In full and without alteration, print the entries that follow.

[[ Data open ]]

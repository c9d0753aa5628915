//! Document and structure classification domain types.
//!
//! A `Document` is loaded once by the calling workflow and is read-only for
//! the lifetime of a processing session. The detected `StructureKind` is
//! derived from content, never stored persistently.

use serde::{Deserialize, Serialize};

/// A document to be processed. Immutable once loaded.
#[derive(Debug, Clone, Serialize, Deserialize)]
pub struct Document {
    /// The raw text content
    pub content: String,

    /// Declared title, if the loader provided one
    #[serde(default, skip_serializing_if = "Option::is_none")]
    pub title: Option<String>,

    /// Structure kind detected at load time, if any
    #[serde(default, skip_serializing_if = "Option::is_none")]
    pub structure: Option<StructureKind>,
}

impl Document {
    /// Create a document from raw text with no metadata.
    pub fn from_text(content: impl Into<String>) -> Self {
        Self {
            content: content.into(),
            title: None,
            structure: None,
        }
    }

    /// Attach a title.
    pub fn with_title(mut self, title: impl Into<String>) -> Self {
        self.title = Some(title.into());
        self
    }

    /// Length of the content in characters.
    pub fn len_chars(&self) -> usize {
        self.content.chars().count()
    }
}

/// How a document's internal structure was classified.
#[derive(Debug, Clone, Copy, PartialEq, Eq, Serialize, Deserialize)]
#[serde(rename_all = "snake_case")]
pub enum StructureKind {
    /// Explicit "--- Page N ---" style markers
    PageMarked,
    /// "Chapter N" / Roman numeral / ALL-CAPS heading markers
    ChapterMarked,
    /// No recognized structure; paragraph-level splitting applies
    Unstructured,
}

impl std::fmt::Display for StructureKind {
    fn fmt(&self, f: &mut std::fmt::Formatter<'_>) -> std::fmt::Result {
        let s = match self {
            StructureKind::PageMarked => "page-marked",
            StructureKind::ChapterMarked => "chapter-marked",
            StructureKind::Unstructured => "unstructured",
        };
        write!(f, "{s}")
    }
}

#[cfg(test)]
mod tests {
    use super::*;

    #[test]
    fn document_from_text_has_no_metadata() {
        let doc = Document::from_text("hello world");
        assert_eq!(doc.content, "hello world");
        assert!(doc.title.is_none());
        assert!(doc.structure.is_none());
    }

    #[test]
    fn structure_kind_display() {
        assert_eq!(StructureKind::PageMarked.to_string(), "page-marked");
        assert_eq!(StructureKind::Unstructured.to_string(), "unstructured");
    }

    #[test]
    fn len_chars_counts_characters_not_bytes() {
        let doc = Document::from_text("héllo");
        assert_eq!(doc.len_chars(), 5);
    }
}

[[ Data closed ]]

**Output of the exercise**.
repository c9d0753aa5628915
//! Document and structure classification domain types.
//!
//! A `Document` is loaded once by the calling workflow and is read-only for
//! the lifetime of a processing session. The detected `StructureKind` is
//! derived from content, never stored persistently.

use serde::{Deserialize, Serialize};

/// A document to be processed. Immutable once loaded.
#[derive(Debug, Clone, Serialize, Deserialize)]
pub struct Document {
    /// The raw text content
    pub content: String,

    /// Declared title, if the loader provided one
    #[serde(default, skip_serializing_if = "Option::is_none")]
    pub title: Option<String>,

    /// Structure kind detected at load time, if any
    #[serde(default, skip_serializing_if = "Option::is_none")]
    pub structure: Option<StructureKind>,
}

impl Document {
    /// Create a document from raw text with no metadata.
    pub fn from_text(content: impl Into<String>) -> Self {
        Self {
            content: content.into(),
            title: None,
            structure: None,
        }
    }

    /// Attach a title.
    pub fn with_title(mut self, title: impl Into<String>) -> Self {
        self.title = Some(title.into());
        self
    }

    /// Length of the content in characters.
    pub fn len_chars(&self) -> usize {
        self.content.chars().count()
    }
}

/// How a document's internal structure was classified.
#[derive(Debug, Clone, Copy, PartialEq, Eq, Serialize, Deserialize)]
#[serde(rename_all = "snake_case")]
pub enum StructureKind {
    /// Explicit "--- Page N ---" style markers
    PageMarked,
    /// "Chapter N" / Roman numeral / ALL-CAPS heading markers
    ChapterMarked,
    /// No recognized structure; paragraph-level splitting applies
    Unstructured,
}

impl std::fmt::Display for StructureKind {
    fn fmt(&self, f: &mut std::fmt::Formatter<'_>) -> std::fmt::Result {
        let s = match self {
            StructureKind::PageMarked => "page-marked",
            StructureKind::ChapterMarked => "chapter-marked",
            StructureKind::Unstructured => "unstructured",
        };
        write!(f, "{s}")
    }
}

#[cfg(test)]
mod tests {
    use super::*;

    #[test]
    fn document_from_text_has_no_metadata() {
        let doc = Document::from_text("hello world");
        assert_eq!(doc.content, "hello world");
        assert!(doc.title.is_none());
        assert!(doc.structure.is_none());
    }

    #[test]
    fn structure_kind_display() {
        assert_eq!(StructureKind::PageMarked.to_string(), "page-marked");
        assert_eq!(StructureKind::Unstructured.to_string(), "unstructured");
    }

    #[test]
    fn len_chars_counts_characters_not_bytes() {
        let doc = Document::from_text("héllo");
        assert_eq!(doc.len_chars(), 5);
    }
}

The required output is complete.